President is an honorific title in the Church of Jesus Christ of Latter-day Saints (LDS Church) given to members who hold certain leadership positions.

== General leaders ==
The title of "President" is given to a number of general leaders of the LDS Church. The President of the Church and his counselors in the First Presidency are usually referred to as "President". The President of the Quorum of the Twelve Apostles is referred to as "President", as is the Acting President of the Quorum of the Twelve Apostles (if any). Historically, Assistant President of the Church was also given this title.

Historically, women and men who served as general presidents of the Relief Society, Young Women, Primary, Young Men, or Sunday School organizations were not referred to as "President"; instead "Sister" or "Brother", the common courtesy title for adult members was used.
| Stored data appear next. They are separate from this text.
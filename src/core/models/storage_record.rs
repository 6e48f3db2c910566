use serde::{Deserialize, Serialize};

use crate::core::errors::{KeysealError, Result};

/// Canonical record sealed inside a storage envelope.
///
/// Serialized as `{"publicKey": ..., "privateKey": ...}`.
#[derive(Clone, Serialize, Deserialize)]
#[serde(rename_all = "camelCase")]
pub struct StorageRecord {
    pub public_key: String,
    pub private_key: String,
}

impl StorageRecord {
    pub fn to_json(&self) -> Result<String> {
        serde_json::to_string(self).map_err(|e| KeysealError::EncryptionFailed {
            reason: format!("Could not serialize storage record: {e}"),
        })
    }

    /// Parse a decrypted payload.
    ///
    /// The payload must have a structured (object or array) top level
    /// and carry both keys.
    pub fn from_json(payload: &str) -> Result<Self> {
        if !has_structured_payload(payload) {
            return Err(KeysealError::MalformedContainer {
                detail: "payload is not a JSON object or array".into(),
            });
        }
        serde_json::from_str(payload).map_err(|e| KeysealError::MalformedContainer {
            detail: e.to_string(),
        })
    }
}

impl std::fmt::Debug for StorageRecord {
    fn fmt(&self, f: &mut std::fmt::Formatter<'_>) -> std::fmt::Result {
        f.debug_struct("StorageRecord")
            .field("public_key", &self.public_key)
            .field("private_key", &"[REDACTED]")
            .finish()
    }
}

/// True if `text` parses as JSON whose top level is an object or an array.
pub fn has_structured_payload(text: &str) -> bool {
    matches!(
        serde_json::from_str::<serde_json::Value>(text),
        Ok(serde_json::Value::Object(_) | serde_json::Value::Array(_))
    )
}
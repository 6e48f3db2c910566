pub mod identity_container;
pub mod message_codec;
pub mod shared_identity;
pub mod storage_codec;
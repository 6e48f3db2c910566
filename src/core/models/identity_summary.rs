use serde::{Deserialize, Serialize};

/// Public, shareable view of an active identity.
#[derive(Debug, Clone, PartialEq, Eq, Serialize, Deserialize)]
pub struct IdentitySummary {
    pub nickname: String,
    pub email: String,
    pub fingerprint: String,
    pub public_key: String,
}

impl std::fmt::Display for IdentitySummary {
    fn fmt(&self, f: &mut std::fmt::Formatter<'_>) -> std::fmt::Result {
        write!(
            f,
            "{} <{}> [{}]",
            self.nickname, self.email, self.fingerprint
        )
    }
}
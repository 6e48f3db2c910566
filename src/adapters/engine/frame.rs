//! Inner framing of every message before it is handed to age.
//!
//! Layout:
//!
//! ```text
//! magic "KSM1" | compression u8 | signature u8 | [signer 20B | signature 64B] | body
//! ```
//!
//! The signature covers the uncompressed plaintext.

use std::io::{Read, Write};

use flate2::Compression as ZlibLevel;
use flate2::read::ZlibDecoder;
use flate2::write::ZlibEncoder;

use crate::core::errors::{KeysealError, Result};
use crate::core::models::message::Compression;

const MAGIC: &[u8; 4] = b"KSM1";
const COMPRESSION_NONE: u8 = 0;
const COMPRESSION_ZLIB: u8 = 1;
const SIGNATURE_NONE: u8 = 0;
const SIGNATURE_ED25519: u8 = 1;

pub(super) const SIGNER_LEN: usize = 20;
pub(super) const SIGNATURE_LEN: usize = 64;
const HEADER_LEN: usize = MAGIC.len() + 2;

/// Detached signature carried in a frame.
#[derive(Debug, Clone, PartialEq, Eq)]
pub(super) struct FrameSignature {
    pub(super) signer: [u8; SIGNER_LEN],
    pub(super) signature: [u8; SIGNATURE_LEN],
}

/// A decoded frame.
#[derive(Debug)]
pub(super) struct Frame {
    pub(super) plaintext: Vec<u8>,
    pub(super) signature: Option<FrameSignature>,
}

pub(super) fn encode(
    plaintext: &[u8],
    compression: Compression,
    level: u32,
    signature: Option<&FrameSignature>,
) -> Result<Vec<u8>> {
    let mut out = Vec::with_capacity(HEADER_LEN + plaintext.len());
    out.extend_from_slice(MAGIC);
    out.push(match compression {
        Compression::None => COMPRESSION_NONE,
        Compression::Zlib => COMPRESSION_ZLIB,
    });

    match signature {
        Some(sig) => {
            out.push(SIGNATURE_ED25519);
            out.extend_from_slice(&sig.signer);
            out.extend_from_slice(&sig.signature);
        }
        None => out.push(SIGNATURE_NONE),
    }

    match compression {
        Compression::None => out.extend_from_slice(plaintext),
        Compression::Zlib => {
            let mut encoder = ZlibEncoder::new(out, ZlibLevel::new(level));
            encoder
                .write_all(plaintext)
                .map_err(|e| KeysealError::EncryptionFailed {
                    reason: format!("Compression failed: {e}"),
                })?;
            out = encoder
                .finish()
                .map_err(|e| KeysealError::EncryptionFailed {
                    reason: format!("Compression finish failed: {e}"),
                })?;
        }
    }

    Ok(out)
}

/// Decode a frame, refusing bodies that inflate past `max_size` bytes.
pub(super) fn decode(bytes: &[u8], max_size: usize) -> Result<Frame> {
    let corrupt = |detail: &str| KeysealError::DecryptionFailed {
        reason: format!("corrupt message frame: {detail}"),
    };

    if bytes.len() < HEADER_LEN || &bytes[..MAGIC.len()] != MAGIC {
        return Err(corrupt("missing header"));
    }
    let compression = bytes[MAGIC.len()];
    let signature_kind = bytes[MAGIC.len() + 1];
    let mut rest = &bytes[HEADER_LEN..];

    let signature = match signature_kind {
        SIGNATURE_NONE => None,
        SIGNATURE_ED25519 => {
            if rest.len() < SIGNER_LEN + SIGNATURE_LEN {
                return Err(corrupt("truncated signature"));
            }
            let (signer, tail) = rest.split_at(SIGNER_LEN);
            let (signature, body) = tail.split_at(SIGNATURE_LEN);
            rest = body;
            Some(FrameSignature {
                signer: signer.try_into().map_err(|_| corrupt("signer"))?,
                signature: signature.try_into().map_err(|_| corrupt("signature"))?,
            })
        }
        other => return Err(corrupt(&format!("unknown signature type {other}"))),
    };

    let plaintext = match compression {
        COMPRESSION_NONE => {
            if rest.len() > max_size {
                return Err(corrupt("body exceeds the maximum message size"));
            }
            rest.to_vec()
        }
        COMPRESSION_ZLIB => {
            let mut inflated = Vec::new();
            ZlibDecoder::new(rest)
                .take(max_size as u64 + 1)
                .read_to_end(&mut inflated)
                .map_err(|e| corrupt(&format!("decompression failed: {e}")))?;
            if inflated.len() > max_size {
                return Err(corrupt("body exceeds the maximum message size"));
            }
            inflated
        }
        other => return Err(corrupt(&format!("unknown compression type {other}"))),
    };

    Ok(Frame {
        plaintext,
        signature,
    })
}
However, around 2020, official church sources started referring to these leaders as "President".

== Local leaders ==
The title of "President" is given to a number of local leaders of the LDS Church. Presidents of stakes, missions, districts, and temples are referred to as "President", as are their two counselors. A branch president is given the title "President", but his counselors in the branch presidency are not. Similarly, presidents of the church's elders, teachers, and deacons quorums may be given the title of "President", though their counselors are not. Like the change at the general level, local organizational presidents are now more frequently referred to as "President."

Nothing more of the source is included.